This Week in Lincoln County – May 22, 2018

As the summer-type heat has ramped up, so has the workload in the Commissioners’ office. Later in the year we will hopefully be able to look back at recent weeks and take pride in what we were able to accomplish.

A few items of interest that the Commission has been working on are below.
• As many of you know, funding for 911 Dispatch has been an ongoing challenge for the County and all entities that utilize the service. The 911 Advisory Board, made up of representatives of all emergency services as well as 3 citizens at large, put in a lot of work researching the issue and ultimately made the recommendation to the Commission that the best long-term solution to the funding issue was a sales tax issue on the April 2019 ballot. The Commission agreed to pursue the recommendation, provided all entities agreed to participate and support the ballot measure.

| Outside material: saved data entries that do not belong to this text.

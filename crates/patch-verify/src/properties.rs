//! Reader and writer for the `key=value` property format used by
//! `patch.properties` and by the status records of the patch repository.
//!
//! The dialect follows the classic Java properties rules: `#`/`!` comments,
//! `=`/`:`/whitespace separators, backslash line continuations and the
//! `\t \n \r \f \uXXXX` escapes. Output escapes everything outside printable
//! ASCII so files stay readable by ISO-8859-1 consumers.

use std::fmt::Write as _;

use indexmap::IndexMap;

/// Insertion-ordered property set.
#[derive(Clone, Debug, Default, PartialEq, Eq)]
pub struct Properties {
    entries: IndexMap<String, String>,
}

impl Properties {
    pub fn new() -> Self {
        Self::default()
    }

    /// Decode raw bytes: UTF-8 when valid, otherwise one char per byte (Latin-1).
    pub fn from_bytes(bytes: &[u8]) -> Self {
        match std::str::from_utf8(bytes) {
            Ok(text) => Self::parse(text),
            Err(_) => {
                let text: String = bytes.iter().map(|b| char::from(*b)).collect();
                Self::parse(&text)
            }
        }
    }

    pub fn parse(text: &str) -> Self {
        let mut entries = IndexMap::new();
        for line in logical_lines(text) {
            let (key, value) = split_key_value(&line);
            entries.insert(unescape(&key), unescape(&value));
        }
        Self { entries }
    }

    pub fn get(&self, key: &str) -> Option<&str> {
        self.entries.get(key).map(String::as_str)
    }

    pub fn contains_key(&self, key: &str) -> bool {
        self.entries.contains_key(key)
    }

    /// Insert or replace a value, returning the previous one.
    pub fn insert(&mut self, key: impl Into<String>, value: impl Into<String>) -> Option<String> {
        self.entries.insert(key.into(), value.into())
    }

    pub fn remove(&mut self, key: &str) -> Option<String> {
        self.entries.shift_remove(key)
    }

    pub fn len(&self) -> usize {
        self.entries.len()
    }

    pub fn is_empty(&self) -> bool {
        self.entries.is_empty()
    }

    pub fn iter(&self) -> impl Iterator<Item = (&str, &str)> {
        self.entries.iter().map(|(k, v)| (k.as_str(), v.as_str()))
    }

    /// Render every entry as one `key=value` line, preceded by an optional comment.
    pub fn render(&self, comment: Option<&str>) -> String {
        let mut out = String::new();
        if let Some(comment) = comment {
            for line in comment.lines() {
                out.push('#');
                out.push_str(line);
                out.push('\n');
            }
        }
        for (key, value) in &self.entries {
            escape_into(&mut out, key, true);
            out.push('=');
            escape_into(&mut out, value, false);
            out.push('\n');
        }
        out
    }
}

impl<K: Into<String>, V: Into<String>> FromIterator<(K, V)> for Properties {
    fn from_iter<I: IntoIterator<Item = (K, V)>>(iter: I) -> Self {
        Self {
            entries: iter
                .into_iter()
                .map(|(k, v)| (k.into(), v.into()))
                .collect(),
        }
    }
}

/// Join continuation lines and drop blanks and comments. Escapes are kept
/// intact so the key/value split can still see escaped separators.
fn logical_lines(text: &str) -> Vec<String> {
    let mut lines = Vec::new();
    let mut current: Option<String> = None;

    for raw in text.split('\n') {
        let raw = raw.strip_suffix('\r').unwrap_or(raw);
        let trimmed = match current {
            Some(_) => raw.trim_start_matches([' ', '\t', '\x0c']),
            None => {
                let trimmed = raw.trim_start_matches([' ', '\t', '\x0c']);
                if trimmed.is_empty() || trimmed.starts_with('#') || trimmed.starts_with('!') {
                    continue;
                }
                trimmed
            }
        };

        let trailing = trimmed.chars().rev().take_while(|c| *c == '\\').count();
        let continues = trailing % 2 == 1;
        let content = if continues {
            &trimmed[..trimmed.len() - 1]
        } else {
            trimmed
        };

        let mut line = current.take().unwrap_or_default();
        line.push_str(content);
        if continues {
            current = Some(line);
        } else {
            lines.push(line);
        }
    }

    if let Some(line) = current {
        lines.push(line);
    }
    lines
}

fn split_key_value(line: &str) -> (String, String) {
    let mut key_end = line.len();
    let mut escaped = false;
    for (idx, c) in line.char_indices() {
        if escaped {
            escaped = false;
            continue;
        }
        match c {
            '\\' => escaped = true,
            '=' | ':' | ' ' | '\t' | '\x0c' => {
                key_end = idx;
                break;
            }
            _ => {}
        }
    }

    let key = line[..key_end].to_string();
    let mut rest = line[key_end..].trim_start_matches([' ', '\t', '\x0c']);
    if let Some(stripped) = rest.strip_prefix(['=', ':']) {
        rest = stripped.trim_start_matches([' ', '\t', '\x0c']);
    }
    (key, rest.to_string())
}

fn unescape(input: &str) -> String {
    let mut out = String::with_capacity(input.len());
    let mut chars = input.chars().peekable();
    let mut pending_high: Option<u16> = None;

    while let Some(c) = chars.next() {
        if c != '\\' {
            flush_surrogate(&mut out, &mut pending_high);
            out.push(c);
            continue;
        }
        let Some(next) = chars.next() else {
            break;
        };
        match next {
            't' => push_plain(&mut out, &mut pending_high, '\t'),
            'n' => push_plain(&mut out, &mut pending_high, '\n'),
            'r' => push_plain(&mut out, &mut pending_high, '\r'),
            'f' => push_plain(&mut out, &mut pending_high, '\x0c'),
            'u' => {
                let hex: String = (0..4).filter_map(|_| chars.next()).collect();
                match u16::from_str_radix(&hex, 16) {
                    Ok(unit) => push_utf16_unit(&mut out, &mut pending_high, unit),
                    Err(_) => {
                        flush_surrogate(&mut out, &mut pending_high);
                        out.push('u');
                        out.push_str(&hex);
                    }
                }
            }
            other => push_plain(&mut out, &mut pending_high, other),
        }
    }
    flush_surrogate(&mut out, &mut pending_high);
    out
}

fn push_plain(out: &mut String, pending_high: &mut Option<u16>, c: char) {
    flush_surrogate(out, pending_high);
    out.push(c);
}

fn push_utf16_unit(out: &mut String, pending_high: &mut Option<u16>, unit: u16) {
    if let Some(high) = pending_high.take() {
        if (0xDC00..0xE000).contains(&unit) {
            let decoded = char::decode_utf16([high, unit])
                .next()
                .and_then(Result::ok)
                .unwrap_or(char::REPLACEMENT_CHARACTER);
            out.push(decoded);
            return;
        }
        out.push(char::REPLACEMENT_CHARACTER);
    }
    if (0xD800..0xDC00).contains(&unit) {
        *pending_high = Some(unit);
    } else {
        out.push(char::from_u32(u32::from(unit)).unwrap_or(char::REPLACEMENT_CHARACTER));
    }
}

fn flush_surrogate(out: &mut String, pending_high: &mut Option<u16>) {
    if pending_high.take().is_some() {
        out.push(char::REPLACEMENT_CHARACTER);
    }
}

fn escape_into(out: &mut String, input: &str, is_key: bool) {
    for (idx, c) in input.chars().enumerate() {
        match c {
            ' ' if is_key || idx == 0 => out.push_str("\\ "),
            '\\' => out.push_str("\\\\"),
            '\t' => out.push_str("\\t"),
            '\n' => out.push_str("\\n"),
            '\r' => out.push_str("\\r"),
            '\x0c' => out.push_str("\\f"),
            '=' | ':' | '#' | '!' => {
                out.push('\\');
                out.push(c);
            }
            ' '..='~' => out.push(c),
            other => {
                let mut units = [0u16; 2];
                for unit in other.encode_utf16(&mut units) {
                    let _ = write!(out, "\\u{unit:04X}");
                }
            }
        }
    }
}

#[cfg(test)]
mod tests {
    use super::*;

    #[test]
    fn parses_separators_comments_and_continuations() {
        let props = Properties::parse(
            "# leading comment\n\
             ! bang comment\n\
             ID=p1\n\
             DESCRIPTION : a fix \\\n    spanning lines\n\
             ROLLBACK_ALLOWED true\n\
             \n\
             EMPTY=\n",
        );

        assert_eq!(props.get("ID"), Some("p1"));
        assert_eq!(props.get("DESCRIPTION"), Some("a fix spanning lines"));
        assert_eq!(props.get("ROLLBACK_ALLOWED"), Some("true"));
        assert_eq!(props.get("EMPTY"), Some(""));
        assert_eq!(props.len(), 4);
    }

    #[test]
    fn handles_escapes_in_keys_and_values() {
        let props = Properties::parse("a\\=b=c\\td\nunicode=caf\\u00e9\r\npair=\\uD83D\\uDE00\n");
        assert_eq!(props.get("a=b"), Some("c\td"));
        assert_eq!(props.get("unicode"), Some("café"));
        assert_eq!(props.get("pair"), Some("😀"));
    }

    #[test]
    fn rendered_output_reads_back_identically() {
        let mut props = Properties::new();
        props.insert("STATUS_MSG", "line one\nline two: done = ok\n  indented\\path");
        props.insert("key with space", " leading");
        props.insert("LAST_MOD", "1700000000000");
        props.insert("text", "naïve ✓");

        let rendered = props.render(Some("patch status"));
        assert!(rendered.starts_with("#patch status\n"));
        assert!(rendered.is_ascii());
        assert_eq!(Properties::parse(&rendered), props);
    }

    #[test]
    fn latin1_bytes_are_accepted() {
        let props = Properties::from_bytes(b"DESCRIPTION=caf\xe9\n");
        assert_eq!(props.get("DESCRIPTION"), Some("café"));
    }
}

While there was some support expressed, there were also a number of board members throughout the County who were opposed to the issue. Based on this less than whole-hearted support and widespread negative feedback from taxpayers, the Commission voted today against proceeding with placing the proposed sales tax on the ballot. After much deliberation, we could not justify pursuing such an endeavor with such clear opposition. Captain Pirtle and the staff will continue to provide the best service possible within our current budget constraints and life will go on.
• In addition to the easement acquisition issues that I mentioned last week, we continue to watch for the Indiana bat, test for lead paint, and perform a variety of tests and studies as we move forward with our bridge construction projects. Work on Bunker Hill Rd. bridge began last week and Snyder Rd. bridge should get underway very soon as well. Where we go from there depends on the bats I suppose.
• Now that the legislative session has come to a close, I will be reviewing the end of session reports to see what impact the passage or failure of certain bills will have on the County. It looks like prisoner per diem is going to stay at $22.58, which is just over half of our cost to house State prisoners. If you get a chance to speak to a member of the State Legislature, ask them when they plan to implement a fair reimbursement to the Counties for housing the State’s prisoners.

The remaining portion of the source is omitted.